The Poisson Distribution is a discrete probability distribution. It expresses the probability of a number of discrete events occurring within a time frame if the timing of each event is independent of the timing of the previous event and there is a know average rate of events. It is assumed that no two events are simultaneous. If the expected number of occurrences in this interval is λ then the probability that there are exactly k occurrences is equal to

f(k; \lambda)=\frac{\lambda^k e^{-\lambda}}{k!}

In the Poisson Distribution, λ is the mean number of occurrences, and \sqrt{\lambda} is the standard deviation.

In our lab we measured the number of background radiation events in the laboratory. These events should be modeled by a Poisson Distribution because the timing of each of is independent of the timing of the last, the events are highly unlikely to be simultaneous, and it is easy to get a known average of events per dwell time.

We used a scintillator attached to a PMT and wired to a computer to gather the data. When the scintillator absorbs radiation, it fires a beam of ultraviolet light down the tube to the PMT. The PMT then creates a signal voltage that is picked up by a card in the computer. We used the USC 30 software on the computer to set our dwell times and record radiation events. We also used a Spectech Universal Computer Spectrometer power supply to give a bias voltage to the detector. This voltage determines the sensitivity of the detector.


Detector
This is the combined PMT scintillator inside 4 short walls of lead bricks


Analysis

Each graph shows a given number of events for a dwell time on the x-axis, and the number of dwell times in which a given number of events was recorded on the y-axis. If there were 4 dwell times in which 3 events occurred, then 3 is the x-coordinate and 4 is the y-coordinate. Each graph shows the results from a different dwell time. The graphs for the dwell times from left to right and top to bottom are 10, 20, 40, 80, 100, 200, 400, 800 ms and 1 s. As the dwell time increases, the curve becomes symmetric and the peak moves to the right. This is unique of the Poisson Distribution, and a good qualitative test.

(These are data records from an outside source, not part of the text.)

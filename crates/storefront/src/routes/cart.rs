//! Cart route handlers.
//!
//! Each request rebuilds the session's cart, applies one operation and
//! writes the cart back only if the operation changed it. Responses are JSON.

use std::collections::HashMap;
use std::num::NonZeroU32;

use axum::{
    Json,
    extract::{Path, State},
};
use cornerstore_core::{Product, ProductId};
use rust_decimal::Decimal;
use serde::Serialize;
use tokio::sync::broadcast::Receiver;
use tower_sessions::Session;
use tracing::instrument;

use crate::cart::{CartError, CartEvent, CartStore};
use crate::error::{Result, add_breadcrumb};
use crate::models::SessionCart;
use crate::state::AppState;
use crate::views::{QuantityControls, QuantitySelector, format_price};

/// One cart line, priced when the catalog is reachable.
#[derive(Debug, Clone, Serialize)]
#[serde(rename_all = "camelCase")]
pub struct CartItemView {
    pub product_id: ProductId,
    pub quantity: NonZeroU32,
    pub name: Option<String>,
    pub price: Option<String>,
    pub line_price: Option<String>,
}

/// Cart display data.
#[derive(Debug, Clone, Serialize)]
#[serde(rename_all = "camelCase")]
pub struct CartView {
    pub items: Vec<CartItemView>,
    /// Absent when any line could not be priced or the sum overflows.
    pub subtotal: Option<String>,
    pub item_count: u64,
}

impl CartView {
    /// Build the view, pricing lines from `products` when available.
    #[must_use]
    pub fn new(cart: &CartStore, products: Option<&[Product]>) -> Self {
        let catalog: HashMap<ProductId, &Product> = products
            .unwrap_or_default()
            .iter()
            .map(|p| (p.id, p))
            .collect();

        let mut subtotal = Some(Decimal::ZERO);
        let items = cart
            .items()
            .map(|item| {
                let product = catalog.get(&item.product_id);
                let line_total = product.and_then(|p| {
                    let total = p.price.checked_mul(Decimal::from(item.quantity.get()));
                    if total.is_none() {
                        tracing::warn!(product_id = %p.id, "Line price overflowed");
                    }
                    total
                });
                subtotal = subtotal
                    .zip(line_total)
                    .and_then(|(sum, line)| sum.checked_add(line));

                CartItemView {
                    product_id: item.product_id,
                    quantity: item.quantity,
                    name: product.map(|p| p.name.clone()),
                    price: product.map(|p| format_price(p.price)),
                    line_price: line_total.map(format_price),
                }
            })
            .collect();

        Self {
            items,
            subtotal: subtotal.map(format_price),
            item_count: cart.total_quantity(),
        }
    }
}

/// Controls for one product after a cart request.
#[derive(Debug, Clone, Serialize)]
#[serde(rename_all = "camelCase")]
pub struct CartItemResponse {
    pub product_id: ProductId,
    pub controls: QuantityControls,
    pub item_count: u64,
}

impl CartItemResponse {
    fn new(product_id: ProductId, controls: QuantityControls, cart: &CartStore) -> Self {
        Self {
            product_id,
            controls,
            item_count: cart.total_quantity(),
        }
    }
}

// =============================================================================
// Session Helpers
// =============================================================================

/// Load the session cart, apply `op`, and save if anything changed.
async fn mutate<T>(
    session: &Session,
    op: impl FnOnce(&mut CartStore) -> std::result::Result<T, CartError>,
) -> Result<(CartStore, T)> {
    let stored = SessionCart::new(session.clone());
    let mut cart = stored.load().await?;
    let mut events = cart.subscribe();

    let outcome = op(&mut cart)?;

    if record_events(&mut events) > 0 {
        stored.save(&cart).await?;
    }
    Ok((cart, outcome))
}

/// Log and breadcrumb every pending event, returning how many there were.
fn record_events(events: &mut Receiver<CartEvent>) -> usize {
    let mut count = 0;
    while let Ok(event) = events.try_recv() {
        count += 1;
        let product_id = event.product_id().map(|id| id.to_string());
        tracing::info!(?event, "Cart changed");

        let message = match event {
            CartEvent::Added { .. } => "Item added",
            CartEvent::QuantityChanged { .. } => "Quantity changed",
            CartEvent::Removed { .. } => "Item removed",
            CartEvent::Cleared => "Cart cleared",
        };
        match &product_id {
            Some(id) => add_breadcrumb("cart", message, Some(&[("product_id", id.as_str())])),
            None => add_breadcrumb("cart", message, None),
        }
    }
    count
}

// =============================================================================
// Handlers
// =============================================================================

/// Display the cart.
///
/// Catalog failures leave lines unpriced rather than failing the request.
#[instrument(skip(state, session))]
pub async fn show(State(state): State<AppState>, session: Session) -> Result<Json<CartView>> {
    let cart = SessionCart::new(session).load().await?;
    if cart.is_empty() {
        return Ok(Json(CartView::new(&cart, None)));
    }

    let products = match state.catalog().products(None).await {
        Ok(products) => Some(products),
        Err(e) => {
            tracing::warn!("Failed to price cart: {e}");
            None
        }
    };

    Ok(Json(CartView::new(&cart, products.as_deref())))
}

/// Quantity-selector controls for one product.
#[instrument(skip(session))]
pub async fn item(session: Session, Path(id): Path<i32>) -> Result<Json<CartItemResponse>> {
    let product_id = ProductId::new(id);
    let cart = SessionCart::new(session).load().await?;
    let controls = QuantitySelector::new(product_id).controls(&cart);
    Ok(Json(CartItemResponse::new(product_id, controls, &cart)))
}

/// "Add to Cart".
#[instrument(skip(session))]
pub async fn add(session: Session, Path(id): Path<i32>) -> Result<Json<CartItemResponse>> {
    let selector = QuantitySelector::new(ProductId::new(id));
    let (cart, controls) = mutate(&session, |cart| selector.add_to_cart(cart)).await?;
    Ok(Json(CartItemResponse::new(selector.product_id(), controls, &cart)))
}

/// "+".
#[instrument(skip(session))]
pub async fn increment(session: Session, Path(id): Path<i32>) -> Result<Json<CartItemResponse>> {
    let selector = QuantitySelector::new(ProductId::new(id));
    let (cart, controls) = mutate(&session, |cart| selector.increment(cart)).await?;
    Ok(Json(CartItemResponse::new(selector.product_id(), controls, &cart)))
}

/// "-".
#[instrument(skip(session))]
pub async fn decrement(session: Session, Path(id): Path<i32>) -> Result<Json<CartItemResponse>> {
    let selector = QuantitySelector::new(ProductId::new(id));
    let (cart, controls) = mutate(&session, |cart| Ok(selector.decrement(cart))).await?;
    Ok(Json(CartItemResponse::new(selector.product_id(), controls, &cart)))
}

/// Remove a product regardless of quantity.
#[instrument(skip(session))]
pub async fn remove(session: Session, Path(id): Path<i32>) -> Result<Json<CartItemResponse>> {
    let product_id = ProductId::new(id);
    let (cart, _) = mutate(&session, |cart| Ok(cart.remove(product_id))).await?;
    Ok(Json(CartItemResponse::new(
        product_id,
        QuantityControls::AddToCart,
        &cart,
    )))
}

/// Empty the cart (checkout).
#[instrument(skip(session))]
pub async fn clear(session: Session) -> Result<Json<CartView>> {
    let (cart, ()) = mutate(&session, |cart| {
        cart.clear();
        Ok(())
    })
    .await?;
    Ok(Json(CartView::new(&cart, None)))
}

To be sure our data represents a Poisson Distribution we compared the standard deviation calculated directly from the data to the root of the mean of the data. The root of the mean of the data is the standard deviation for the Poisson Distribution by definition, so the two numbers should be very close to each other. This is a good quantitative test.

View/Edit Spreadsheet

The percent differences are all very small, with the largest being 5.13% and the smallest being 0.18%. This shows that our data does represent a Poisson Distribution reasonably well.

Conclusion

This lab was very easy to do, but it was time consuming. I hadn't studied the Poisson Distribution so the material was new to me. In the future I would recommend that a group do the Poisson Distribution data gathering while working on another experiment since the data gathering takes a few hours and requires very little input from the user.SJK 03:47, 21 December 2010 (EST)
03:47, 21 December 2010 (EST)Another idea is that the group could work on creating a LabVIEW or Matlab program to simulate and analyze Poisson data, while waiting for actual data collection.
03:47, 21 December 2010 (EST)
Another idea is that the group could work on creating a LabVIEW or Matlab program to simulate and analyze Poisson data, while waiting for actual data collection.
The results we got from this lab are some of our best in terms of fitting the model we looking for.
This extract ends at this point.